C’est suite à ce constat que ce projet prend place, dans l'idée de questionner les zones d'ombres inhérentes à l'ouverture des institutions psychiatriques sur le milieu ordinaire, et avec la volonté de faire émerger de ce raisonnement des solutions potentielles. Convaincu que le paysage joue un rôle majeur dans la manière d’être ensemble, et que l’aménagement paysager peut être une réponse participant à la résolution de questions sociales et politiques, ce projet s’attache donc à rechercher des moyens que l’hôpital pourrait mettre en place pour ouvrir son site à la ville tout en garantissant le bien-être des personnes y séjourant. Ainsi, c'est avec l'exemple du Centre Hospitalier Charles Perrens à Bordeaux que cette recherche paysagère a été menée, un site construit à la fin du XIXème siècle, qui doit aujourd’hui composer avec les traces de son histoire pour parvenir à la renouveller.
Le parc de l'hôpital tel qu’il est aménagé et géré actuellement ne permet ni d’ouvrir l’hôpital sur son environnement, ni de répondre de manière optimale aux usages divers des patients : il semble alors que sa requalification soit nécessaire. Pour formaliser cette intention, la stratégie adoptée est de tirer parti de l’aspect fragmenté du site pour séquencer le parc en différentes ambiances, par une différenciation du traitement du végétal et de sa gestion, et à partir des potentialités du site pré-existantes. Par les aménagements paysagers, le parc s’organise en un réseau de jardins aux proportions de l’intime, proposant une transition entre l’espace clos de l’unité d’hospitalisation et les espaces publics du parc et du quartier. Ces jardins s’appuient sur les circulations principales et invitent à des parcours alternatifs. D’autre part, une traversée «tout public» se dessine à travers le site, guidée par un fil rouge de placettes mimant un vocabulaire urbain. Cette traversée urbaine facilite l’inclusion du centre hospitalier dans le quartier et le partage du parc avec la ville.

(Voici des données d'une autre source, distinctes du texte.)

//! Telemetry initialization (tracing/tracing-subscriber).
//!
//! Behavior:
//! - LOG_LEVEL controls the filter (e.g. "debug" or detailed directives like
//!   "info,tutor=debug,session=debug,tower_http=info,axum=info").
//! - LOG_FORMAT selects "pretty" (default) or "json" structured logs.
//!
//! Notes:
//! - We include targets in the output to disambiguate sources.
//! - Tower HTTP TraceLayer still adds per-request spans; this complements it.

use tracing_subscriber::EnvFilter;

pub fn init_tracing() {
    // Build a single fmt subscriber builder and attach the EnvFilter directly.
    let filter = EnvFilter::try_from_env("LOG_LEVEL").unwrap_or_else(|_| {
        EnvFilter::new("info,tutor=debug,session=debug,intellilearn_backend=debug,tower_http=info,axum=info")
    });

    let builder = tracing_subscriber::fmt()
        .with_env_filter(filter)
        .with_target(true)
        .with_file(true)
        .with_line_number(true);

    // Choose JSON vs pretty; don't try to store different layer types.
    match std::env::var("LOG_FORMAT").as_deref() {
        Ok("json") => {
            builder.json().init();
        }
        _ => {
            builder.init();
        }
    }
}
//! Session store: the only shared mutable state in the system.
//!
//! The trait keeps workflow logic independent of the backing storage;
//! `MemorySessionStore` is the reference implementation, and a persistent
//! backend is a drop-in substitute behind the same contract. Updates are
//! atomic per session id (whole-record read-modify-write under one lock);
//! different sessions are fully independent.

use std::collections::HashMap;

use async_trait::async_trait;
use tokio::sync::RwLock;
use uuid::Uuid;

use crate::domain::SessionState;
use crate::error::TutorError;

#[async_trait]
pub trait SessionStore: Send + Sync {
    /// Create a session, optionally with a caller-chosen id. Creating an id
    /// that already exists is a no-op returning the same id.
    async fn create(&self, id: Option<String>) -> String;

    /// Fetch a snapshot of the session state.
    async fn get(&self, id: &str) -> Result<SessionState, TutorError>;

    /// Atomically mutate the session record and return the updated snapshot.
    async fn update(
        &self,
        id: &str,
        mutate: Box<dyn for<'a> FnOnce(&'a mut SessionState) + Send>,
    ) -> Result<SessionState, TutorError>;
}

/// In-memory store over a RwLock'd map. Never evicts; expiry is a concern
/// for persistent backends.
#[derive(Default)]
pub struct MemorySessionStore {
    sessions: RwLock<HashMap<String, SessionState>>,
}

impl MemorySessionStore {
    pub fn new() -> Self {
        Self::default()
    }
}

#[async_trait]
impl SessionStore for MemorySessionStore {
    async fn create(&self, id: Option<String>) -> String {
        let id = id.unwrap_or_else(|| Uuid::new_v4().to_string());
        self.sessions
            .write()
            .await
            .entry(id.clone())
            .or_insert_with(SessionState::default);
        id
    }

    async fn get(&self, id: &str) -> Result<SessionState, TutorError> {
        self.sessions
            .read()
            .await
            .get(id)
            .cloned()
            .ok_or_else(|| TutorError::NotFound(id.to_string()))
    }

    async fn update(
        &self,
        id: &str,
        mutate: Box<dyn for<'a> FnOnce(&'a mut SessionState) + Send>,
    ) -> Result<SessionState, TutorError> {
        let mut sessions = self.sessions.write().await;
        let state = sessions
            .get_mut(id)
            .ok_or_else(|| TutorError::NotFound(id.to_string()))?;
        mutate(state);
        Ok(state.clone())
    }
}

In fine, l’aménagement permet au Centre Hospitalier Charles Perrens de gagner en qualité paysagère et écologique, ce qui présente un intérêt notable autant à l’échelle du quartier qu’à celle de l’hôpital. Aménagé, animé et géré collectivement, le parc du Centre Hospitalier Charles Perrens présente alors le potentiel d'être un outil de médiation permettant d’encadrer l’ouverture de l’hôpital tout en préservant le besoin d’intimité des patients et leur droit de cité.